[WHAT TO PRODUCE]
Print the data that follows exactly, leaving nothing out.

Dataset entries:
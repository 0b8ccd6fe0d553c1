//! Cloud-masked median compositing with all-pixel fallback.

use chrono::{DateTime, Utc};
use rayon::prelude::*;
use tracing::debug;

use crate::bucket::Bucket;
use crate::cube::{RasterCube, NODATA};
use crate::error::{CompositeError, Result};
use crate::mask::CloudMask;

/// A (band, row, col) composite with explicitly missing samples.
#[derive(Debug, Clone, PartialEq)]
pub struct Composite {
    pub band_names: Vec<String>,
    pub height: usize,
    pub width: usize,
    /// Band-major, row-major samples; `None` where no observation was valid.
    pub data: Vec<Option<f32>>,
}

impl Composite {
    pub fn band_count(&self) -> usize {
        self.band_names.len()
    }

    /// One band as a row-major slice.
    pub fn band(&self, band: usize) -> &[Option<f32>] {
        let plane = self.height * self.width;
        &self.data[band * plane..(band + 1) * plane]
    }

    pub fn get(&self, band: usize, row: usize, col: usize) -> Option<f32> {
        if band >= self.band_count() || row >= self.height || col >= self.width {
            return None;
        }
        self.band(band)[row * self.width + col]
    }

    /// Share of samples that hold a value.
    pub fn coverage(&self) -> f64 {
        if self.data.is_empty() {
            return 0.0;
        }
        self.data.iter().filter(|v| v.is_some()).count() as f64 / self.data.len() as f64
    }
}

/// One composited bucket.
#[derive(Debug, Clone, PartialEq)]
pub struct Frame {
    /// Position in the emitted frame sequence.
    pub index: usize,
    pub composite: Composite,
    /// Share of pixels with no clean observation in the bucket, 2 decimals.
    pub cloud_fraction: f64,
    /// Acquisition times that fed this frame, ascending.
    pub source_dates: Vec<DateTime<Utc>>,
    pub span_start: DateTime<Utc>,
    pub span_end: DateTime<Utc>,
}

/// Median of the values, averaging the two middle values for even counts.
///
/// Reorders `values` in place. Returns `None` for an empty slice.
pub fn median(values: &mut [u16]) -> Option<f32> {
    let n = values.len();
    if n == 0 {
        return None;
    }
    values.sort_unstable();
    if n % 2 == 1 {
        Some(values[n / 2] as f32)
    } else {
        Some((values[n / 2 - 1] as f32 + values[n / 2] as f32) / 2.0)
    }
}

/// Round to two decimal places.
pub(crate) fn round2(value: f64) -> f64 {
    (value * 100.0).round() / 100.0
}

/// Composite every band of the cube for each bucket.
pub fn composite(cube: &RasterCube, mask: &CloudMask, buckets: &[Bucket]) -> Result<Vec<Frame>> {
    let bands: Vec<usize> = (0..cube.shape().bands).collect();
    composite_bands(cube, mask, buckets, &bands)
}

/// Composite the selected bands for each bucket.
///
/// Buckets are processed in parallel; frames come back in bucket order.
/// Empty buckets are skipped.
pub fn composite_bands(
    cube: &RasterCube,
    mask: &CloudMask,
    buckets: &[Bucket],
    bands: &[usize],
) -> Result<Vec<Frame>> {
    let shape = cube.shape();

    let cube_dims = (shape.times, shape.height, shape.width);
    if mask.dims() != cube_dims {
        return Err(CompositeError::shape_mismatch(
            "cloud mask (times, height, width)",
            cube_dims,
            mask.dims(),
        ));
    }

    if let Some(&band) = bands.iter().find(|&&b| b >= shape.bands) {
        return Err(CompositeError::BandNotFound(format!("band index {}", band)));
    }

    for bucket in buckets {
        if let Some(&index) = bucket.indices.iter().find(|&&i| i >= shape.times) {
            return Err(CompositeError::BucketOutOfRange {
                index,
                times: shape.times,
            });
        }
    }

    let frames: Vec<Frame> = buckets
        .iter()
        .filter(|b| !b.is_empty())
        .collect::<Vec<_>>()
        .par_iter()
        .enumerate()
        .map(|(index, bucket)| composite_bucket(cube, mask, bucket, bands, index))
        .collect();

    debug!(
        frames = frames.len(),
        buckets = buckets.len(),
        bands = bands.len(),
        "Composited buckets"
    );

    Ok(frames)
}

/// Median composite of one bucket, clean observations first.
fn composite_bucket(
    cube: &RasterCube,
    mask: &CloudMask,
    bucket: &Bucket,
    bands: &[usize],
    index: usize,
) -> Frame {
    let shape = cube.shape();
    let plane = shape.plane_len();
    let steps = bucket.indices.len();

    let mut data = vec![None; bands.len() * plane];
    let mut clean: Vec<u16> = Vec::with_capacity(steps);
    let mut all: Vec<u16> = Vec::with_capacity(steps);

    for (out_band, &band) in bands.iter().enumerate() {
        let planes: Vec<(&[u16], &[bool])> = bucket
            .indices
            .iter()
            .map(|&t| (cube.plane(t, band), mask.plane(t)))
            .collect();

        let out = &mut data[out_band * plane..(out_band + 1) * plane];
        for (pixel, slot) in out.iter_mut().enumerate() {
            clean.clear();
            all.clear();
            for (values, masked) in &planes {
                let v = values[pixel];
                if v == NODATA {
                    continue;
                }
                all.push(v);
                if !masked[pixel] {
                    clean.push(v);
                }
            }
            *slot = median(&mut clean).or_else(|| median(&mut all));
        }
    }

    Frame {
        index,
        composite: Composite {
            band_names: bands
                .iter()
                .map(|&b| cube.band_names()[b].clone())
                .collect(),
            height: shape.height,
            width: shape.width,
            data,
        },
        cloud_fraction: cloud_fraction(mask, &bucket.indices),
        source_dates: bucket
            .indices
            .iter()
            .map(|&t| cube.timestamps()[t])
            .collect(),
        span_start: bucket.start,
        span_end: bucket.end,
    }
}

/// Share of pixels masked at every time step of the bucket, rounded.
fn cloud_fraction(mask: &CloudMask, indices: &[usize]) -> f64 {
    let (_, height, width) = mask.dims();
    let plane = height * width;
    if plane == 0 {
        return 0.0;
    }

    let mut has_clean = vec![false; plane];
    for &t in indices {
        for (seen, &masked) in has_clean.iter_mut().zip(mask.plane(t)) {
            *seen |= !masked;
        }
    }

    let cloudy = has_clean.iter().filter(|&&seen| !seen).count();
    round2(cloudy as f64 / plane as f64)
}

[RESPONSE TO THIS TASK]
repository 0b8ccd6fe0d553c1
//! Cloud-masked median compositing with all-pixel fallback.

use chrono::{DateTime, Utc};
use rayon::prelude::*;
use tracing::debug;

use crate::bucket::Bucket;
use crate::cube::{RasterCube, NODATA};
use crate::error::{CompositeError, Result};
use crate::mask::CloudMask;

/// A (band, row, col) composite with explicitly missing samples.
#[derive(Debug, Clone, PartialEq)]
pub struct Composite {
    pub band_names: Vec<String>,
    pub height: usize,
    pub width: usize,
    /// Band-major, row-major samples; `None` where no observation was valid.
    pub data: Vec<Option<f32>>,
}

impl Composite {
    pub fn band_count(&self) -> usize {
        self.band_names.len()
    }

    /// One band as a row-major slice.
    pub fn band(&self, band: usize) -> &[Option<f32>] {
        let plane = self.height * self.width;
        &self.data[band * plane..(band + 1) * plane]
    }

    pub fn get(&self, band: usize, row: usize, col: usize) -> Option<f32> {
        if band >= self.band_count() || row >= self.height || col >= self.width {
            return None;
        }
        self.band(band)[row * self.width + col]
    }

    /// Share of samples that hold a value.
    pub fn coverage(&self) -> f64 {
        if self.data.is_empty() {
            return 0.0;
        }
        self.data.iter().filter(|v| v.is_some()).count() as f64 / self.data.len() as f64
    }
}

/// One composited bucket.
#[derive(Debug, Clone, PartialEq)]
pub struct Frame {
    /// Position in the emitted frame sequence.
    pub index: usize,
    pub composite: Composite,
    /// Share of pixels with no clean observation in the bucket, 2 decimals.
    pub cloud_fraction: f64,
    /// Acquisition times that fed this frame, ascending.
    pub source_dates: Vec<DateTime<Utc>>,
    pub span_start: DateTime<Utc>,
    pub span_end: DateTime<Utc>,
}

/// Median of the values, averaging the two middle values for even counts.
///
/// Reorders `values` in place. Returns `None` for an empty slice.
pub fn median(values: &mut [u16]) -> Option<f32> {
    let n = values.len();
    if n == 0 {
        return None;
    }
    values.sort_unstable();
    if n % 2 == 1 {
        Some(values[n / 2] as f32)
    } else {
        Some((values[n / 2 - 1] as f32 + values[n / 2] as f32) / 2.0)
    }
}

/// Round to two decimal places.
pub(crate) fn round2(value: f64) -> f64 {
    (value * 100.0).round() / 100.0
}

/// Composite every band of the cube for each bucket.
pub fn composite(cube: &RasterCube, mask: &CloudMask, buckets: &[Bucket]) -> Result<Vec<Frame>> {
    let bands: Vec<usize> = (0..cube.shape().bands).collect();
    composite_bands(cube, mask, buckets, &bands)
}

/// Composite the selected bands for each bucket.
///
/// Buckets are processed in parallel; frames come back in bucket order.
/// Empty buckets are skipped.
pub fn composite_bands(
    cube: &RasterCube,
    mask: &CloudMask,
    buckets: &[Bucket],
    bands: &[usize],
) -> Result<Vec<Frame>> {
    let shape = cube.shape();

    let cube_dims = (shape.times, shape.height, shape.width);
    if mask.dims() != cube_dims {
        return Err(CompositeError::shape_mismatch(
            "cloud mask (times, height, width)",
            cube_dims,
            mask.dims(),
        ));
    }

    if let Some(&band) = bands.iter().find(|&&b| b >= shape.bands) {
        return Err(CompositeError::BandNotFound(format!("band index {}", band)));
    }

    for bucket in buckets {
        if let Some(&index) = bucket.indices.iter().find(|&&i| i >= shape.times) {
            return Err(CompositeError::BucketOutOfRange {
                index,
                times: shape.times,
            });
        }
    }

    let frames: Vec<Frame> = buckets
        .iter()
        .filter(|b| !b.is_empty())
        .collect::<Vec<_>>()
        .par_iter()
        .enumerate()
        .map(|(index, bucket)| composite_bucket(cube, mask, bucket, bands, index))
        .collect();

    debug!(
        frames = frames.len(),
        buckets = buckets.len(),
        bands = bands.len(),
        "Composited buckets"
    );

    Ok(frames)
}

/// Median composite of one bucket, clean observations first.
fn composite_bucket(
    cube: &RasterCube,
    mask: &CloudMask,
    bucket: &Bucket,
    bands: &[usize],
    index: usize,
) -> Frame {
    let shape = cube.shape();
    let plane = shape.plane_len();
    let steps = bucket.indices.len();

    let mut data = vec![None; bands.len() * plane];
    let mut clean: Vec<u16> = Vec::with_capacity(steps);
    let mut all: Vec<u16> = Vec::with_capacity(steps);

    for (out_band, &band) in bands.iter().enumerate() {
        let planes: Vec<(&[u16], &[bool])> = bucket
            .indices
            .iter()
            .map(|&t| (cube.plane(t, band), mask.plane(t)))
            .collect();

        let out = &mut data[out_band * plane..(out_band + 1) * plane];
        for (pixel, slot) in out.iter_mut().enumerate() {
            clean.clear();
            all.clear();
            for (values, masked) in &planes {
                let v = values[pixel];
                if v == NODATA {
                    continue;
                }
                all.push(v);
                if !masked[pixel] {
                    clean.push(v);
                }
            }
            *slot = median(&mut clean).or_else(|| median(&mut all));
        }
    }

    Frame {
        index,
        composite: Composite {
            band_names: bands
                .iter()
                .map(|&b| cube.band_names()[b].clone())
                .collect(),
            height: shape.height,
            width: shape.width,
            data,
        },
        cloud_fraction: cloud_fraction(mask, &bucket.indices),
        source_dates: bucket
            .indices
            .iter()
            .map(|&t| cube.timestamps()[t])
            .collect(),
        span_start: bucket.start,
        span_end: bucket.end,
    }
}

/// Share of pixels masked at every time step of the bucket, rounded.
fn cloud_fraction(mask: &CloudMask, indices: &[usize]) -> f64 {
    let (_, height, width) = mask.dims();
    let plane = height * width;
    if plane == 0 {
        return 0.0;
    }

    let mut has_clean = vec![false; plane];
    for &t in indices {
        for (seen, &masked) in has_clean.iter_mut().zip(mask.plane(t)) {
            *seen |= !masked;
        }
    }

    let cloudy = has_clean.iter().filter(|&&seen| !seen).count();
    round2(cloudy as f64 / plane as f64)
}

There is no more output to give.